WORK INSTRUCTION: Keeping every line intact, repeat the data word for word.

DATASET EXTRACT:

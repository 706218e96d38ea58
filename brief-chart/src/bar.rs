use crate::color::{Palette, Rgb};
use crate::figure::Figure;
use crate::raster::Canvas;
use crate::svg::{Anchor, SvgBuilder, TextStyle};
use brief_core::{BriefError, Result};
use serde::{Deserialize, Serialize};

const WIDTH: u32 = 840;
const HEIGHT: u32 = 480;
const MARGIN_LEFT: f64 = 90.0;
const MARGIN_RIGHT: f64 = 30.0;
const MARGIN_TOP: f64 = 80.0;
const MARGIN_BOTTOM: f64 = 60.0;
/// Share of each category slot covered by its bar.
const BAR_WIDTH: f64 = 0.6;
/// Largest bar value that still yields a finite, nice value axis.
pub const MAX_VALUE: f64 = 1e15;
/// Upper bound on gridlines drawn on the value axis.
const MAX_TICKS: usize = 20;

/// One bar: a category label and a non-negative value.
#[derive(Debug, Clone, PartialEq, Serialize, Deserialize)]
pub struct DataPoint {
    pub label: String,
    pub value: f64,
}

impl DataPoint {
    pub fn new(label: impl Into<String>, value: f64) -> Self {
        Self { label: label.into(), value }
    }

    /// Finite, non-negative and at most [`MAX_VALUE`].
    pub fn is_plottable(&self) -> bool {
        self.value.is_finite() && (0.0..=MAX_VALUE).contains(&self.value)
    }
}

/// A single-series vertical bar chart.
#[derive(Debug, Clone, PartialEq, Serialize, Deserialize)]
pub struct BarChart {
    pub title: String,
    pub y_label: String,
    pub points: Vec<DataPoint>,
    /// Bar color; the palette's primary color when unset.
    #[serde(default, skip_serializing_if = "Option::is_none")]
    pub color: Option<Rgb>,
}

impl BarChart {
    pub fn new(title: impl Into<String>, y_label: impl Into<String>, points: Vec<DataPoint>) -> Self {
        Self { title: title.into(), y_label: y_label.into(), points, color: None }
    }

    /// The operating-expense trend used when the memo carries no figures.
    pub fn operational_costs(company: &str) -> Self {
        Self::new(
            format!("{company}: Rising Operational Costs"),
            "Billions ($)",
            vec![
                DataPoint::new("2022", 12.5),
                DataPoint::new("2023", 13.2),
                DataPoint::new("2024", 14.8),
                DataPoint::new("2025 (Est)", 16.1),
            ],
        )
    }

    pub fn with_points(mut self, points: Vec<DataPoint>) -> Self {
        self.points = points;
        self
    }

    pub fn with_color(mut self, color: Rgb) -> Self {
        self.color = Some(color);
        self
    }

    /// Checks that the series is non-empty and every value is plottable.
    pub fn validate(&self) -> Result<()> {
        if self.points.is_empty() {
            return Err(BriefError::Chart("bar chart has no data points".to_string()));
        }
        if let Some(bad) = self.points.iter().find(|p| !p.is_plottable()) {
            return Err(BriefError::Chart(format!(
                "bar '{}' has invalid value {}",
                bad.label, bad.value
            )));
        }
        Ok(())
    }

    /// Value axis as `(step, max)`, both "nice" numbers.
    pub fn value_axis(&self) -> (f64, f64) {
        let max = self.points.iter().map(|p| p.value).fold(0.0, f64::max);
        nice_axis(max)
    }

    pub fn render(&self, palette: &Palette) -> Result<Figure> {
        self.validate()?;

        let bar_color = self.color.unwrap_or(palette.primary);
        let grid_color = palette.connector.over(Rgb::WHITE, 0.3);
        let (step, axis_max) = self.value_axis();
        if !(step > 0.0 && axis_max.is_finite()) {
            return Err(BriefError::Chart(format!("cannot scale value axis to {axis_max}")));
        }

        let plot_left = MARGIN_LEFT;
        let plot_right = f64::from(WIDTH) - MARGIN_RIGHT;
        let plot_top = MARGIN_TOP;
        let plot_bottom = f64::from(HEIGHT) - MARGIN_BOTTOM;
        let plot_height = plot_bottom - plot_top;
        let y_of = |value: f64| plot_bottom - value / axis_max * plot_height;

        let mut svg = SvgBuilder::new(WIDTH, HEIGHT);
        let mut canvas = Canvas::new(WIDTH, HEIGHT);

        let tick_style = TextStyle::new(12.0, palette.text).anchor(Anchor::End);
        let ticks = ((axis_max / step).round() as usize).min(MAX_TICKS);
        for i in 0..=ticks {
            let value = step * i as f64;
            let y = y_of(value);
            if i > 0 {
                svg.line((plot_left, y), (plot_right, y), palette.connector, 1.0, Some("6 4"), Some(0.3));
                canvas.dashed_line((plot_left, y), (plot_right, y), 1.0, grid_color, Some((6.0, 4.0)));
            }
            svg.text(plot_left - 8.0, y + 4.0, &format_tick(value, step), &tick_style);
        }

        let slot = (plot_right - plot_left) / self.points.len() as f64;
        let bar_width = slot * BAR_WIDTH;
        let label_style = TextStyle::new(12.0, palette.text);
        for (i, point) in self.points.iter().enumerate() {
            let x = plot_left + slot * i as f64 + (slot - bar_width) / 2.0;
            let top = y_of(point.value);
            svg.rect(x, top, bar_width, plot_bottom - top, bar_color);
            canvas.fill_rect(x, top, x + bar_width, plot_bottom, bar_color);
            svg.text(x + bar_width / 2.0, plot_bottom + 22.0, &point.label, &label_style);
        }

        // Axis spines
        svg.line((plot_left, plot_top), (plot_left, plot_bottom), palette.connector, 1.0, None, None);
        svg.line((plot_left, plot_bottom), (plot_right, plot_bottom), palette.connector, 1.0, None, None);
        canvas.line((plot_left, plot_top), (plot_left, plot_bottom), 1.0, palette.connector);
        canvas.line((plot_left, plot_bottom), (plot_right, plot_bottom), 1.0, palette.connector);

        let title_style = TextStyle::new(20.0, palette.text).bold();
        svg.text(f64::from(WIDTH) / 2.0, 40.0, &self.title, &title_style);

        let axis_label_style = TextStyle::new(13.0, palette.text).rotate(-90.0);
        svg.text(28.0, (plot_top + plot_bottom) / 2.0, &self.y_label, &axis_label_style);

        Ok(Figure {
            svg: svg.build(),
            png: canvas.encode_png()?,
            width_px: WIDTH,
            height_px: HEIGHT,
        })
    }
}

/// Picks a step of 1, 2, 2.5 or 5 times a power of ten giving about five
/// ticks, and the smallest multiple of it at or above `max`.
fn nice_axis(max: f64) -> (f64, f64) {
    if max <= 0.0 {
        return (1.0, 1.0);
    }
    let raw = max / 5.0;
    let magnitude = 10f64.powf(raw.log10().floor());
    let normalized = raw / magnitude;
    let factor = [1.0, 2.0, 2.5, 5.0, 10.0]
        .into_iter()
        .find(|f| *f >= normalized)
        .unwrap_or(10.0);
    let step = factor * magnitude;
    let axis_max = ((max / step) - 1e-9).ceil().max(1.0) * step;
    (step, axis_max)
}

fn format_tick(value: f64, step: f64) -> String {
    if step.fract().abs() < 1e-9 {
        format!("{value:.0}")
    } else if (step * 10.0).fract().abs() < 1e-9 {
        format!("{value:.1}")
    } else {
        format!("{value:.2}")
    }
}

COMPLETED EXERCISE:
repository 706218e96d38ea58
filename brief-chart/src/bar.rs
use crate::color::{Palette, Rgb};
use crate::figure::Figure;
use crate::raster::Canvas;
use crate::svg::{Anchor, SvgBuilder, TextStyle};
use brief_core::{BriefError, Result};
use serde::{Deserialize, Serialize};

const WIDTH: u32 = 840;
const HEIGHT: u32 = 480;
const MARGIN_LEFT: f64 = 90.0;
const MARGIN_RIGHT: f64 = 30.0;
const MARGIN_TOP: f64 = 80.0;
const MARGIN_BOTTOM: f64 = 60.0;
/// Share of each category slot covered by its bar.
const BAR_WIDTH: f64 = 0.6;
/// Largest bar value that still yields a finite, nice value axis.
pub const MAX_VALUE: f64 = 1e15;
/// Upper bound on gridlines drawn on the value axis.
const MAX_TICKS: usize = 20;

/// One bar: a category label and a non-negative value.
#[derive(Debug, Clone, PartialEq, Serialize, Deserialize)]
pub struct DataPoint {
    pub label: String,
    pub value: f64,
}

impl DataPoint {
    pub fn new(label: impl Into<String>, value: f64) -> Self {
        Self { label: label.into(), value }
    }

    /// Finite, non-negative and at most [`MAX_VALUE`].
    pub fn is_plottable(&self) -> bool {
        self.value.is_finite() && (0.0..=MAX_VALUE).contains(&self.value)
    }
}

/// A single-series vertical bar chart.
#[derive(Debug, Clone, PartialEq, Serialize, Deserialize)]
pub struct BarChart {
    pub title: String,
    pub y_label: String,
    pub points: Vec<DataPoint>,
    /// Bar color; the palette's primary color when unset.
    #[serde(default, skip_serializing_if = "Option::is_none")]
    pub color: Option<Rgb>,
}

impl BarChart {
    pub fn new(title: impl Into<String>, y_label: impl Into<String>, points: Vec<DataPoint>) -> Self {
        Self { title: title.into(), y_label: y_label.into(), points, color: None }
    }

    /// The operating-expense trend used when the memo carries no figures.
    pub fn operational_costs(company: &str) -> Self {
        Self::new(
            format!("{company}: Rising Operational Costs"),
            "Billions ($)",
            vec![
                DataPoint::new("2022", 12.5),
                DataPoint::new("2023", 13.2),
                DataPoint::new("2024", 14.8),
                DataPoint::new("2025 (Est)", 16.1),
            ],
        )
    }

    pub fn with_points(mut self, points: Vec<DataPoint>) -> Self {
        self.points = points;
        self
    }

    pub fn with_color(mut self, color: Rgb) -> Self {
        self.color = Some(color);
        self
    }

    /// Checks that the series is non-empty and every value is plottable.
    pub fn validate(&self) -> Result<()> {
        if self.points.is_empty() {
            return Err(BriefError::Chart("bar chart has no data points".to_string()));
        }
        if let Some(bad) = self.points.iter().find(|p| !p.is_plottable()) {
            return Err(BriefError::Chart(format!(
                "bar '{}' has invalid value {}",
                bad.label, bad.value
            )));
        }
        Ok(())
    }

    /// Value axis as `(step, max)`, both "nice" numbers.
    pub fn value_axis(&self) -> (f64, f64) {
        let max = self.points.iter().map(|p| p.value).fold(0.0, f64::max);
        nice_axis(max)
    }

    pub fn render(&self, palette: &Palette) -> Result<Figure> {
        self.validate()?;

        let bar_color = self.color.unwrap_or(palette.primary);
        let grid_color = palette.connector.over(Rgb::WHITE, 0.3);
        let (step, axis_max) = self.value_axis();
        if !(step > 0.0 && axis_max.is_finite()) {
            return Err(BriefError::Chart(format!("cannot scale value axis to {axis_max}")));
        }

        let plot_left = MARGIN_LEFT;
        let plot_right = f64::from(WIDTH) - MARGIN_RIGHT;
        let plot_top = MARGIN_TOP;
        let plot_bottom = f64::from(HEIGHT) - MARGIN_BOTTOM;
        let plot_height = plot_bottom - plot_top;
        let y_of = |value: f64| plot_bottom - value / axis_max * plot_height;

        let mut svg = SvgBuilder::new(WIDTH, HEIGHT);
        let mut canvas = Canvas::new(WIDTH, HEIGHT);

        let tick_style = TextStyle::new(12.0, palette.text).anchor(Anchor::End);
        let ticks = ((axis_max / step).round() as usize).min(MAX_TICKS);
        for i in 0..=ticks {
            let value = step * i as f64;
            let y = y_of(value);
            if i > 0 {
                svg.line((plot_left, y), (plot_right, y), palette.connector, 1.0, Some("6 4"), Some(0.3));
                canvas.dashed_line((plot_left, y), (plot_right, y), 1.0, grid_color, Some((6.0, 4.0)));
            }
            svg.text(plot_left - 8.0, y + 4.0, &format_tick(value, step), &tick_style);
        }

        let slot = (plot_right - plot_left) / self.points.len() as f64;
        let bar_width = slot * BAR_WIDTH;
        let label_style = TextStyle::new(12.0, palette.text);
        for (i, point) in self.points.iter().enumerate() {
            let x = plot_left + slot * i as f64 + (slot - bar_width) / 2.0;
            let top = y_of(point.value);
            svg.rect(x, top, bar_width, plot_bottom - top, bar_color);
            canvas.fill_rect(x, top, x + bar_width, plot_bottom, bar_color);
            svg.text(x + bar_width / 2.0, plot_bottom + 22.0, &point.label, &label_style);
        }

        // Axis spines
        svg.line((plot_left, plot_top), (plot_left, plot_bottom), palette.connector, 1.0, None, None);
        svg.line((plot_left, plot_bottom), (plot_right, plot_bottom), palette.connector, 1.0, None, None);
        canvas.line((plot_left, plot_top), (plot_left, plot_bottom), 1.0, palette.connector);
        canvas.line((plot_left, plot_bottom), (plot_right, plot_bottom), 1.0, palette.connector);

        let title_style = TextStyle::new(20.0, palette.text).bold();
        svg.text(f64::from(WIDTH) / 2.0, 40.0, &self.title, &title_style);

        let axis_label_style = TextStyle::new(13.0, palette.text).rotate(-90.0);
        svg.text(28.0, (plot_top + plot_bottom) / 2.0, &self.y_label, &axis_label_style);

        Ok(Figure {
            svg: svg.build(),
            png: canvas.encode_png()?,
            width_px: WIDTH,
            height_px: HEIGHT,
        })
    }
}

/// Picks a step of 1, 2, 2.5 or 5 times a power of ten giving about five
/// ticks, and the smallest multiple of it at or above `max`.
fn nice_axis(max: f64) -> (f64, f64) {
    if max <= 0.0 {
        return (1.0, 1.0);
    }
    let raw = max / 5.0;
    let magnitude = 10f64.powf(raw.log10().floor());
    let normalized = raw / magnitude;
    let factor = [1.0, 2.0, 2.5, 5.0, 10.0]
        .into_iter()
        .find(|f| *f >= normalized)
        .unwrap_or(10.0);
    let step = factor * magnitude;
    let axis_max = ((max / step) - 1e-9).ceil().max(1.0) * step;
    (step, axis_max)
}

fn format_tick(value: f64, step: f64) -> String {
    if step.fract().abs() < 1e-9 {
        format!("{value:.0}")
    } else if (step * 10.0).fract().abs() < 1e-9 {
        format!("{value:.1}")
    } else {
        format!("{value:.2}")
    }
}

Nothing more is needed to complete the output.